The central principle of the natural value theory (and model) is that the natural value
of every good and service is derived from the quantity and grade of productive
capacities and skills incorporated by unit of time. This gives a new perspective on the
theory known as the labour value theory. This theory, with different emphases and
various levels of development has been maintained by an important number of
economists throughout economic history. This has given rise to two great schools of
economic thought. The first school advocates a labour value theory that is subjective
in its nature. This theory was initiated by some members of the Scholastic school and
nowadays constitutes an important branch of the Austrian school. The second school
was begun by Smith and proposes a labour value theory which is objective in its
nature. Ricardo and his followers subsequently sustained this line of thought.
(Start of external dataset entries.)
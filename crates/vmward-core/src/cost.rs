//! Cost arithmetic.
//!
//! Pure functions over compute units, hours and a unit price in credits per
//! compute-unit-hour. Range checking belongs to [`crate::safety`].

use vmward_types::{CostEstimate, VmRecord};

/// Reference price in credits per compute-unit-hour.
///
/// Live estimates always use the price fetched from the network.
pub const DEFAULT_UNIT_PRICE: f64 = 1.425;

/// Hourly and total cost for running `compute_units` for `hours`.
pub fn estimate(compute_units: u32, hours: f64, unit_price: f64) -> CostEstimate {
    let hourly_cost = f64::from(compute_units) * unit_price;
    CostEstimate {
        hourly_cost,
        total_cost: hourly_cost * hours,
        ttl_hours: hours,
        compute_units,
    }
}

/// Credits per hour consumed by `records` at `unit_price`.
pub fn burn_rate(records: &[VmRecord], unit_price: f64) -> f64 {
    records
        .iter()
        .map(|r| f64::from(r.compute_units) * unit_price)
        .sum()
}

/// Hours until `balance` is exhausted at `burn_rate`.
///
/// `None` when nothing is burning.
pub fn runway_hours(balance: f64, burn_rate: f64) -> Option<f64> {
    (burn_rate > 0.0).then(|| balance / burn_rate)
}

/// Credits consumed by `record` over `uptime_minutes` at its fixed rate.
pub fn cost_since_creation(record: &VmRecord, uptime_minutes: f64) -> f64 {
    record.cost_for_minutes(uptime_minutes)
}
//! Errors from building the service layer.

use thiserror::Error;

#[derive(Error, Debug)]
pub enum ServiceError {
    /// reqwest could not build a client (TLS backend, proxy settings).
    #[error("http client error: {0}")]
    HttpClient(String),

    /// Not an absolute http(s) URL.
    #[error("invalid gateway url: {0}")]
    InvalidGatewayUrl(String),

    #[error("json error: {0}")]
    Json(#[from] serde_json::Error),
}

pub type Result<T> = std::result::Result<T, ServiceError>;
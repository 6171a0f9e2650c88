//! Services for vmward.
//!
//! - [`mcp`]: the JSON-RPC server shell, tool provider trait and middleware.
//! - [`tools`]: the six VM tools backed by the lifecycle orchestrator.
//! - [`gateway`]: the HTTP [`ComputeNetwork`](vmward_core::ComputeNetwork)
//!   client used in production.

pub mod error;
pub mod gateway;
pub mod mcp;
pub mod tools;

pub use error::{Result, ServiceError};
pub use gateway::GatewayClient;
pub use tools::VmToolProvider;
//! CLI command implementations for `vmward`.
//!
//! - [`serve`] -- MCP server over stdio.
//! - [`status`] -- Balance and inventory summary.
//! - [`config_cmd`] -- Settings inspection.

pub mod config_cmd;
pub mod serve;
pub mod status;

use std::sync::Arc;

use anyhow::Context;
use vmward_core::{Identity, Orchestrator};
use vmward_services::GatewayClient;
use vmward_types::config::Settings;

/// Load settings from the `VMWARD_*` environment variables.
pub fn load_settings() -> anyhow::Result<Settings> {
    vmward_core::settings::load_from_process().context("failed to load settings")
}

/// Wire the gateway client and signer identity into an orchestrator.
pub fn build_orchestrator(settings: Settings) -> anyhow::Result<Orchestrator> {
    let identity = Identity::load(&settings.identity_path).context("failed to load identity")?;
    let gateway = GatewayClient::from_settings(&settings)
        .with_context(|| format!("failed to build gateway client for {}", settings.gateway_url))?;
    tracing::debug!(
        gateway = %gateway.base_url(),
        signer = identity.address(),
        "orchestrator configured"
    );
    Ok(Orchestrator::new(settings, Arc::new(gateway), identity))
}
The natural value theory is a continuation of Smiths thesis, although there are some
important deviations.

a) Smiths labour value theory may be interpreted as an absolute standard of
value of a static nature that is constant over time. The natural value theory
suggests that the changes in the natural values will occur in accordance with
modifications in the quantity and grade of the existing human productive
capacities and skills. Thus the labour standard of value presented here is fully
dynamic, adapting itself over time, to the variations in the existing human
productive capacities and skills.

b) The natural value theory maintains that the natural value of any productive
activity is fixed in terms relative to the value of other existing productive
activities (capacities and skills). Thus, as Walras suggested in a different
theoretical context- all prices in the economy are interconnected.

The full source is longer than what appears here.